Open seewhydee opened 9 years ago

seewhydee commented 9 years ago

import wikipedia p = wikipedia.page("Red dwarf") p.title 'Red Dwarf'

This fetches the page https://en.wikipedia.org/wiki/Red_Dwarf, not https://en.wikipedia.org/wiki/Red_dwarf

Spaxe commented 9 years ago

+1

The case-insensitive search is really annoying as well. What's the rationale behind the design?

geekpradd commented 9 years ago

There are many issues in this module ranging from Python 3 incompatibility to the above usage problems. Since the core developer, Goldsmith appears to have taken leave from GitHub and PyPi (his last commit was on November) and there many standing issues, I'm thinking of creating a fork that will solve problems of this module, remain separate from this and add on more features (kinda like how LibreOffice forked off from OpenOffice)

More details coming soon.. I'll try to fix the above error.

geekpradd commented 9 years ago

Here is a simple solution: Add a parameter auto_suggest=False to the call for wikipedia.page. In this way, the module won't automatically change "Red dwarf" to "Red Dwarf" (auto_suggest=True uses Wikipedia's API search method to get correct urls)

Demo usage:

import wikipedia
p = wikipedia.page("Red dwarf", auto_suggest=False)
print (p.title) #This will be Red dwarf
Spaxe commented 9 years ago

@geekpradd: I've done something very similar. In another case, I had to append (video game) after Omega to get to the correct page, because the default is the Greek letter, instead of a DisambiguationError. The solution was using wikipedia.WikipediaPage and replacing `with_` in all my search strings.

geekpradd commented 9 years ago

Yup, that should work because of automatic wikipedia redirects, The thing is, this module requires some extensive tuning especially in the redirect parts and charmap errors,, The original dev should try to fix these errors.
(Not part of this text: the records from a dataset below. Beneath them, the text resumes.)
use std::path::PathBuf;

use clap::Args;
use vmdisk::PluginVmExportOperation;

use super::{create_output, drive};
use crate::cli::VmArgs;

#[derive(Args, Debug)]
pub struct ExportPluginArgs {
    #[command(flatten)]
    pub vm: VmArgs,

    /// Plugin VM directory, or a single file
    pub source: PathBuf,

    /// Output ZIP path
    #[arg(short, long)]
    pub output: PathBuf,

    /// Write the SHA-256 of the output here
    #[arg(long)]
    pub digest: Option<PathBuf>,
}

pub async fn execute(
    args: ExportPluginArgs,
    global: &crate::cli::GlobalFlags,
) -> anyhow::Result<()> {
    let options = global.load_options()?;
    let out = create_output(&args.output)?;
    let digest = args.digest.as_deref().map(create_output).transpose()?;

    let op = PluginVmExportOperation::create(args.vm.vm_id(), args.source, out, digest, &options);
    drive(op, global).await
}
goldsmith commented 9 years ago

Thanks for the report and sorry for the delay -- I've been busy with school and just have a chance now to get caught up with wikipedia development.

I think this might just be an issue of defaults. Currently, as @geekpradd noted, the auto_suggest parameter defaults to True for the page method. Auto suggest was originally built in to match the behavior of the actual search bar on the Wikipedia site, which corrects page titles to their common equivalent for the correct page. However, a power user (or one with a specific page in mind) should definitely feel free to turn the auto_suggest flag off and pass in a particular title, e.g.

>>> print wikipedia.page("Omega (video game)", auto_suggest=False).summary
Omega is a computer game developed by Stuart Marks and published by Origin Systems in 1989. The original game came on 5¼" floppy disks.

I'm not sure that there's actually an issue here as long as the user is deliberate about their use of convenience vs lower level wikipedia functionality?

Spaxe commented 9 years ago

@goldsmith The issue here is mismatch of expectancy, not a functionality issue. Programming languages tend to be case-sensitive. It might be too late to change the API behaviour now.

May I suggest a highlight in the documentation? Something like:

By default, wikipedia.page() search is case-insensitive, which matches Wikipedia's behaviour. If you want to have case-sensitive search, set the argument auto_suggest=False in your call. Example:

>>> print wikipedia.page("Omega (video game)", auto_suggest=False).summary
Omega is a computer game developed by Stuart Marks and published by Origin Systems in 1989. The original game came on 5¼" floppy disks.

could avoid future users from working through the same loops.